━━ Records supplied
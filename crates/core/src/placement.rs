//! Placement (move) definitions.

use serde::{Deserialize, Serialize};

use crate::piece::Cells;
use crate::render::Renderable;
use crate::{Coord, Orientation, PieceCatalogue, PieceId, PlayerId};

/// A proposed move: piece, orientation index, and the anchor the normalized
/// orientation offsets are translated by. Not validated.
///
/// Field order gives the stable tie-break ordering used by move selection.
#[derive(Clone, Copy, PartialEq, Eq, PartialOrd, Ord, Debug, Hash, Serialize, Deserialize)]
pub struct Placement {
    pub piece: PieceId,
    pub orientation: u8,
    pub anchor: Coord,
}

impl Placement {
    pub fn new(piece: PieceId, orientation: u8, anchor: Coord) -> Self {
        Self {
            piece,
            orientation,
            anchor,
        }
    }

    pub fn resolve<'a>(&self, catalogue: &'a PieceCatalogue) -> Option<&'a Orientation> {
        catalogue
            .get(self.piece)?
            .orientation(self.orientation as usize)
    }

    /// Board cells covered, None for an unknown piece or orientation or an
    /// anchor whose cells overflow the coordinate range.
    pub fn cells(&self, catalogue: &PieceCatalogue) -> Option<Cells> {
        self.resolve(catalogue)?.translated(self.anchor).collect()
    }

    pub fn area(&self, catalogue: &PieceCatalogue) -> usize {
        catalogue.get(self.piece).map_or(0, |p| p.area())
    }
}

impl std::fmt::Display for Placement {
    fn fmt(&self, f: &mut std::fmt::Formatter<'_>) -> std::fmt::Result {
        write!(f, "{}/{}@{}", self.piece, self.orientation, self.anchor)
    }
}

/// A placement resolved to cells and an owner, for hosts that draw pieces.
#[derive(Clone, PartialEq, Eq, Debug)]
pub struct PlacedPiece {
    pub player: PlayerId,
    pub placement: Placement,
    pub cells: Cells,
}

impl PlacedPiece {
    pub fn resolve(
        player: PlayerId,
        placement: Placement,
        catalogue: &PieceCatalogue,
    ) -> Option<Self> {
        Some(Self {
            player,
            placement,
            cells: placement.cells(catalogue)?,
        })
    }
}

impl Renderable for PlacedPiece {
    fn dimensions(&self) -> (u8, u8) {
        let rows = self.cells.iter().map(|c| c.row + 1).max().unwrap_or(0);
        let cols = self.cells.iter().map(|c| c.col + 1).max().unwrap_or(0);
        (rows.max(0) as u8, cols.max(0) as u8)
    }

    fn cell_owner(&self, at: Coord) -> Option<PlayerId> {
        self.cells.contains(&at).then_some(self.player)
    }
}

#[cfg(test)]
mod tests {
    use super::*;

    #[test]
    fn test_cells_translate_by_anchor() {
        let cat = PieceCatalogue::standard();
        let p = Placement::new(PieceId(1), 0, Coord::new(3, 4));
        let cells = p.cells(cat).expect("domino");
        assert_eq!(cells.as_slice(), &[Coord::new(3, 4), Coord::new(3, 5)]);
        assert_eq!(p.area(cat), 2);
    }

    #[test]
    fn test_unknown_orientation() {
        let cat = PieceCatalogue::standard();
        assert!(Placement::new(PieceId(0), 1, Coord::ORIGIN).cells(cat).is_none());
        assert!(Placement::new(PieceId(40), 0, Coord::ORIGIN).cells(cat).is_none());
        assert!(Placement::new(PieceId(1), 0, Coord::new(0, i16::MAX))
            .cells(cat)
            .is_none());
    }

    #[test]
    fn test_ordering_is_piece_then_orientation_then_anchor() {
        let a = Placement::new(PieceId(1), 1, Coord::new(0, 0));
        let b = Placement::new(PieceId(2), 0, Coord::new(0, 0));
        let c = Placement::new(PieceId(2), 0, Coord::new(0, 1));
        assert!(a < b && b < c);
    }

    #[test]
    fn test_placed_piece_renders() {
        let cat = PieceCatalogue::standard();
        let placed =
            PlacedPiece::resolve(PlayerId(2), Placement::new(PieceId(3), 0, Coord::new(1, 1)), cat)
                .expect("V3");
        assert_eq!(placed.dimensions(), (3, 3));
        assert_eq!(placed.render_rows(), vec!["...", ".2.", ".22"]);
    }
}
━━━━
→ **Description of the task**: Using the data above, return each line that includes the word "expect".

→ **Written answer**:
        let cells = p.cells(cat).expect("domino");
                .expect("V3");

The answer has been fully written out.